Take the entries that follow and return exactly the lines from the one holding "fn fail_open(check: &str, key: &str, error: &StoreError)" through the one holding "let now = Utc.with_ymd_and_hms(2025, 1, 16, 4, 30, 0).unwrap();", both included. Nothing else is needed.

Excerpted records: Begin

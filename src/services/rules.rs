use std::{sync::Arc, time::Duration};

use chrono::{DateTime, NaiveTime, TimeDelta, TimeZone, Timelike, Utc};
use chrono_tz::Tz;
use tracing::{debug, error, warn};

use crate::{
    error::StoreError,
    models::{
        channel::{ChannelType, Priority},
        preference::{FrequencyBucket, FrequencyPolicy, LocalTime, NotificationPreference},
        rule::DeliveryRule,
    },
    services::preferences::PreferenceStore,
    store::{CounterStore, keys},
};

const RATE_WINDOW: Duration = Duration::from_secs(60 * 60);

/// Per-channel ceilings on deliveries per user per hour.
#[derive(Debug, Clone, PartialEq, Eq)]
pub struct RateLimits {
    pub email: u32,
    pub sms: u32,
    pub push: u32,
    pub in_app: u32,
    pub webhook: u32,
}

impl RateLimits {
    pub fn ceiling(&self, channel: ChannelType) -> u32 {
        match channel {
            ChannelType::Email => self.email,
            ChannelType::Sms => self.sms,
            ChannelType::Push => self.push,
            ChannelType::InApp => self.in_app,
            ChannelType::Webhook => self.webhook,
        }
    }
}

impl Default for RateLimits {
    fn default() -> Self {
        Self {
            email: 50,
            sms: 10,
            push: 100,
            in_app: 200,
            webhook: 100,
        }
    }
}

/// Decides whether a (user, channel, category, priority) delivery may go out
/// right now. Evaluation only reads; `record_delivery` is the single write.
pub struct DeliveryRuleEngine {
    preferences: Arc<PreferenceStore>,
    counters: Arc<dyn CounterStore>,
    limits: RateLimits,
}

impl DeliveryRuleEngine {
    pub fn new(
        preferences: Arc<PreferenceStore>,
        counters: Arc<dyn CounterStore>,
        limits: RateLimits,
    ) -> Self {
        Self {
            preferences,
            counters,
            limits,
        }
    }

    pub async fn evaluate(
        &self,
        user_id: &str,
        organization_id: &str,
        channel: ChannelType,
        category: Option<&str>,
        priority: Priority,
    ) -> DeliveryRule {
        self.evaluate_at(
            user_id,
            organization_id,
            channel,
            category,
            priority,
            Utc::now(),
        )
        .await
    }

    /// Checks run in a fixed order and the first block wins: opt-out, channel
    /// switch, category override, frequency, quiet hours, rate limit. Urgent
    /// priority skips only the frequency and quiet-hours checks.
    pub async fn evaluate_at(
        &self,
        user_id: &str,
        organization_id: &str,
        channel: ChannelType,
        category: Option<&str>,
        priority: Priority,
        now: DateTime<Utc>,
    ) -> DeliveryRule {
        let preference = match self.preferences.get(user_id, organization_id).await {
            Ok(preference) => preference,
            Err(e) => return fail_closed(user_id, organization_id, &e),
        };

        let rule = self
            .check_preference(&preference, channel, category, priority, now)
            .await;
        if !rule.can_deliver {
            debug!(
                user_id,
                organization_id,
                channel = %channel,
                reason = %rule.reason,
                "Delivery blocked"
            );
            return rule;
        }

        let rule = self
            .check_rate_limit(user_id, organization_id, channel)
            .await;
        if !rule.can_deliver {
            debug!(user_id, organization_id, channel = %channel, "Delivery rate limited");
        }
        rule
    }

    async fn check_preference(
        &self,
        preference: &NotificationPreference,
        channel: ChannelType,
        category: Option<&str>,
        priority: Priority,
        now: DateTime<Utc>,
    ) -> DeliveryRule {
        if preference.global_opt_out {
            return DeliveryRule::block("user has opted out of all notifications");
        }

        let Some(settings) = preference.channel(channel).filter(|s| s.enabled) else {
            return DeliveryRule::block(format!("{} notifications are disabled", channel));
        };

        if let Some(category) = category {
            if preference.category_override(category, channel) == Some(false) {
                return DeliveryRule::block(format!(
                    "{} notifications are disabled for category {}",
                    channel, category
                ));
            }
        }

        if priority.is_urgent() {
            return DeliveryRule::allow();
        }

        let rule = self
            .check_frequency(preference, channel, settings.frequency, now)
            .await;
        if !rule.can_deliver {
            return rule;
        }

        match &settings.quiet_hours {
            Some(quiet_hours) => {
                let tz = resolve_timezone(
                    quiet_hours
                        .timezone
                        .as_deref()
                        .unwrap_or(&preference.timezone),
                );
                let local = now.with_timezone(&tz);
                let minute_of_day =
                    LocalTime::new(local.hour() as u16, local.minute() as u16)
                        .unwrap_or(quiet_hours.end);

                if quiet_hours.contains(minute_of_day) {
                    DeliveryRule::block_until(
                        format!(
                            "quiet hours in effect ({} to {} {})",
                            quiet_hours.start, quiet_hours.end, tz
                        ),
                        next_occurrence(quiet_hours.end, now, tz),
                    )
                } else {
                    DeliveryRule::allow()
                }
            }
            None => DeliveryRule::allow(),
        }
    }

    async fn check_frequency(
        &self,
        preference: &NotificationPreference,
        channel: ChannelType,
        policy: FrequencyPolicy,
        now: DateTime<Utc>,
    ) -> DeliveryRule {
        if policy == FrequencyPolicy::UrgentOnly {
            return DeliveryRule::block(format!(
                "{} notifications are limited to urgent priority",
                channel
            ));
        }

        let Some(bucket) = policy.bucket() else {
            return DeliveryRule::allow();
        };

        let key = keys::frequency(
            &preference.user_id,
            &preference.organization_id,
            channel,
            bucket,
        );

        match self.counters.last_sent(&key).await {
            Ok(Some(last_sent)) if now - last_sent < bucket.window() => {
                DeliveryRule::block_until(
                    format!("{} frequency limit reached", bucket.as_str()),
                    last_sent + bucket.window(),
                )
            }
            Ok(_) => DeliveryRule::allow(),
            Err(e) => fail_open("frequency", &key, &e),
        }
    }

    async fn check_rate_limit(
        &self,
        user_id: &str,
        organization_id: &str,
        channel: ChannelType,
    ) -> DeliveryRule {
        let ceiling = self.limits.ceiling(channel);
        let key = keys::rate(user_id, organization_id, channel);

        match self.counters.count(&key).await {
            Ok(count) if count >= ceiling => DeliveryRule::block(format!(
                "rate limit exceeded: {} {} notifications per hour",
                ceiling, channel
            )),
            Ok(_) => DeliveryRule::allow(),
            Err(e) => fail_open("rate limit", &key, &e),
        }
    }

    pub async fn record_delivery(
        &self,
        user_id: &str,
        organization_id: &str,
        channel: ChannelType,
        bucket: Option<FrequencyBucket>,
    ) -> Result<(), StoreError> {
        self.record_delivery_at(user_id, organization_id, channel, bucket, Utc::now())
            .await
    }

    /// Counts one successful publish against the hourly rate window and, when
    /// the channel has a frequency bucket, stamps its last-sent time.
    pub async fn record_delivery_at(
        &self,
        user_id: &str,
        organization_id: &str,
        channel: ChannelType,
        bucket: Option<FrequencyBucket>,
        now: DateTime<Utc>,
    ) -> Result<(), StoreError> {
        let rate_key = keys::rate(user_id, organization_id, channel);
        let count = self.counters.increment(&rate_key, RATE_WINDOW).await?;

        if let Some(bucket) = bucket {
            let key = keys::frequency(user_id, organization_id, channel, bucket);
            let ttl = bucket.window().to_std().unwrap_or(RATE_WINDOW);
            self.counters.mark_sent(&key, now, ttl).await?;
        }

        debug!(
            user_id,
            organization_id,
            channel = %channel,
            hourly_count = count,
            "Delivery recorded"
        );

        Ok(())
    }
}

/// A preference that cannot be loaded blocks delivery.
fn fail_closed(user_id: &str, organization_id: &str, error: &StoreError) -> DeliveryRule {
    error!(
        user_id,
        organization_id,
        error = %error,
        "Preference lookup failed, blocking delivery"
    );
    DeliveryRule::block("preferences not found")
}

/// A counter that cannot be read allows delivery.
fn fail_open(check: &str, key: &str, error: &StoreError) -> DeliveryRule {
    warn!(
        check,
        key,
        error = %error,
        "Counter lookup failed, allowing delivery"
    );
    DeliveryRule::allow()
}

fn resolve_timezone(name: &str) -> Tz {
    name.parse::<Tz>().unwrap_or_else(|_| {
        warn!(timezone = name, "Unknown timezone, falling back to UTC");
        Tz::UTC
    })
}

/// Next instant strictly after `now` at which the local clock in `tz` reads
/// `time`. Skipped local times (DST gaps) resolve to the first valid instant
/// after the gap.
pub fn next_occurrence(time: LocalTime, now: DateTime<Utc>, tz: Tz) -> DateTime<Utc> {
    let local = now.with_timezone(&tz);
    let target = NaiveTime::from_hms_opt(time.hour(), time.minute(), 0).unwrap_or(NaiveTime::MIN);

    let mut date = local.date_naive();
    if local.time() >= target {
        date = date.succ_opt().unwrap_or(date);
    }

    let naive = date.and_time(target);
    let resolved = tz
        .from_local_datetime(&naive)
        .earliest()
        .or_else(|| tz.from_local_datetime(&(naive + TimeDelta::hours(1))).earliest())
        .unwrap_or_else(|| tz.from_utc_datetime(&naive));

    resolved.with_timezone(&Utc)
}

#[cfg(test)]
mod tests {
    use super::*;

    fn hhmm(value: &str) -> LocalTime {
        LocalTime::try_from(value.to_string()).unwrap()
    }

    #[test]
    fn next_end_after_midnight_rolls_to_next_day() {
        let tz: Tz = "America/New_York".parse().unwrap();
        // 23:30 EST
        let now = Utc.with_ymd_and_hms(2025, 1, 16, 4, 30, 0).unwrap();

        let next = next_occurrence(hhmm("06:00"), now, tz);

        assert_eq!(next, Utc.with_ymd_and_hms(2025, 1, 16, 11, 0, 0).unwrap());
    }

    #[test]
    fn next_end_before_midnight_stays_same_day() {
        let now = Utc.with_ymd_and_hms(2025, 1, 16, 1, 15, 0).unwrap();

        let next = next_occurrence(hhmm("06:00"), now, Tz::UTC);

        assert_eq!(next, Utc.with_ymd_and_hms(2025, 1, 16, 6, 0, 0).unwrap());
    }

    #[test]
    fn dst_gap_resolves_after_the_gap() {
        let tz: Tz = "America/New_York".parse().unwrap();
        // 2025-03-09 02:30 does not exist locally; 01:00 EST = 06:00 UTC
        let now = Utc.with_ymd_and_hms(2025, 3, 9, 6, 0, 0).unwrap();

        let next = next_occurrence(hhmm("02:30"), now, tz);

        assert_eq!(next, Utc.with_ymd_and_hms(2025, 3, 9, 7, 30, 0).unwrap());
    }

    #[test]
    fn default_ceilings() {
        let limits = RateLimits::default();
        assert_eq!(limits.ceiling(ChannelType::Email), 50);
        assert_eq!(limits.ceiling(ChannelType::Sms), 10);
        assert_eq!(limits.ceiling(ChannelType::InApp), 200);
    }
}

Excerpted records: End

_Task answer:_
fn fail_open(check: &str, key: &str, error: &StoreError) -> DeliveryRule {
    warn!(
        check,
        key,
        error = %error,
        "Counter lookup failed, allowing delivery"
    );
    DeliveryRule::allow()
}

fn resolve_timezone(name: &str) -> Tz {
    name.parse::<Tz>().unwrap_or_else(|_| {
        warn!(timezone = name, "Unknown timezone, falling back to UTC");
        Tz::UTC
    })
}

/// Next instant strictly after `now` at which the local clock in `tz` reads
/// `time`. Skipped local times (DST gaps) resolve to the first valid instant
/// after the gap.
pub fn next_occurrence(time: LocalTime, now: DateTime<Utc>, tz: Tz) -> DateTime<Utc> {
    let local = now.with_timezone(&tz);
    let target = NaiveTime::from_hms_opt(time.hour(), time.minute(), 0).unwrap_or(NaiveTime::MIN);

    let mut date = local.date_naive();
    if local.time() >= target {
        date = date.succ_opt().unwrap_or(date);
    }

    let naive = date.and_time(target);
    let resolved = tz
        .from_local_datetime(&naive)
        .earliest()
        .or_else(|| tz.from_local_datetime(&(naive + TimeDelta::hours(1))).earliest())
        .unwrap_or_else(|| tz.from_utc_datetime(&naive));

    resolved.with_timezone(&Utc)
}

#[cfg(test)]
mod tests {
    use super::*;

    fn hhmm(value: &str) -> LocalTime {
        LocalTime::try_from(value.to_string()).unwrap()
    }

    #[test]
    fn next_end_after_midnight_rolls_to_next_day() {
        let tz: Tz = "America/New_York".parse().unwrap();
        // 23:30 EST
        let now = Utc.with_ymd_and_hms(2025, 1, 16, 4, 30, 0).unwrap();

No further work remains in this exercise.